- Problem to work on:
Each entry is to be printed again word for word.

(Stored items)
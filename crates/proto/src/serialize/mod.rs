// Copyright 2015-2023 Benjamin Fry <benjaminfry@me.com>
//
// Licensed under the Apache License, Version 2.0, <LICENSE-APACHE or
// https://apache.org/licenses/LICENSE-2.0> or the MIT license <LICENSE-MIT or
// https://opensource.org/licenses/MIT>, at your option. This file may not be
// copied, modified, or distributed except according to those terms.

//! Contains serialization libraries for the DNS binary wire format

pub mod binary;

- Response area:
filename crates/proto/src/serialize/mod.rs
// Copyright 2015-2023 Benjamin Fry <benjaminfry@me.com>
//
// Licensed under the Apache License, Version 2.0, <LICENSE-APACHE or
// https://apache.org/licenses/LICENSE-2.0> or the MIT license <LICENSE-MIT or
// https://opensource.org/licenses/MIT>, at your option. This file may not be
// copied, modified, or distributed except according to those terms.

//! Contains serialization libraries for the DNS binary wire format

pub mod binary;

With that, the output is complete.